Fathers, do not exasperate your children; instead, bring them up in the training and instruction of the Lord.
Ephesians 6:4
This word translated fathers could well be translated parents, because it includes both the father and the mother. It is also true that the emphasis is laid largely upon the father, for he is responsible for what the children become. That is sobering, is it not, fathers? Mothers may enforce policy, but it is the father's task to set it and to see that his children are raised properly. There is nothing that is more dishonoring to the spirit of Christianity than the attitude adopted by many fathers: It is my job to make the living; her job is to raise the children.
Not in the Word of God! In the Bible, the ultimate responsibility for what a home becomes is the father's. So the word is addressed to fathers.
This is the way a father subjects himself to his children—by deliberately avoiding the things that make a child rebel. Do not exasperate your children.
The word used here means anger that results in a rebellion.
Fathers, do not provoke your children to the place where they completely lose control and break out against authority.
There are two things that cause rebellion in children: indulgence and harshness. These two things are the negative of the two things he instructs the father to do: Bring them up in the training and the instruction [or the exhortation] of the Lord.
The opposites of these are indulgence and harshness.
Lack of discipline will make a child insecure, miserable, and self-centered. That is what we call a spoiled child
—one who grows up to expect to have her way in everything and who rides roughshod over the feelings of everyone else. This is created by a spirit of indulgence on the part of parents who allow their children to make decisions that no child is capable of making. Parents must learn that they need to make decisions for their children for quite a while in their life and only gradually help them to learn to make those decisions as they are able to do so. In the early years of childhood parents must make almost all the decisions. One of the terribly tragic things about life today is the degree to which many parents let children make decisions they are incapable of making.
The other extreme that provokes a child to revolt is harshness—rigorous, demanding discipline that is never accompanied with love or understanding. Rigid, military discipline that says, Do this, or this, or else,
will inevitably drive a child to revolt as he comes to adolescence.
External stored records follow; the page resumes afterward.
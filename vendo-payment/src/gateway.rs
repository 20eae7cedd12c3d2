use rand::Rng;
use rust_decimal::Decimal;
use vendo_core::{PaymentMethod, SettlementGateway};

/// Stand-in for a real gateway round trip.
///
/// COD always clears. Other methods clear deterministically below the
/// large-amount threshold; at or above it the charge is declined with
/// the configured probability.
pub struct SimulatedGateway {
    large_amount_threshold: Decimal,
    decline_rate: f64,
}

impl SimulatedGateway {
    pub fn new(large_amount_threshold: Decimal, decline_rate: f64) -> Self {
        Self {
            large_amount_threshold,
            decline_rate,
        }
    }
}

impl Default for SimulatedGateway {
    fn default() -> Self {
        Self::new(Decimal::from(10_000), 0.1)
    }
}

impl SettlementGateway for SimulatedGateway {
    fn settle(&self, method: PaymentMethod, amount: Decimal) -> bool {
        if method == PaymentMethod::Cod {
            return true;
        }
        if amount < self.large_amount_threshold {
            return true;
        }
        rand::thread_rng().gen_bool(1.0 - self.decline_rate)
    }
}

/// Gateway with a fixed outcome, for deterministic tests.
pub struct FixedOutcomeGateway {
    pub succeed: bool,
}

impl SettlementGateway for FixedOutcomeGateway {
    fn settle(&self, _method: PaymentMethod, _amount: Decimal) -> bool {
        self.succeed
    }
}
Opposed to this the apostle puts two things—training and instruction (or exhortation) in the Lord. The word for instruction is really putting in mind
in the Lord. Training and putting in mind in the Lord. As the child grows older, physical discipline is to be replaced by exhortation, by understanding—helping a child to see what lies behind the restrictions and always showing concern and love. It does not mean a total relaxing of limits, but it means a different way of enforcing them.
Father, thank You that You can change the mistakes I have made as a parent into opportunities for advancement in my children's lives as well as my own life.
Life Application
Are we, as parents, able to see and acknowledge two common behaviors that cause rebellion in our children? What training and instruction does our Father give us?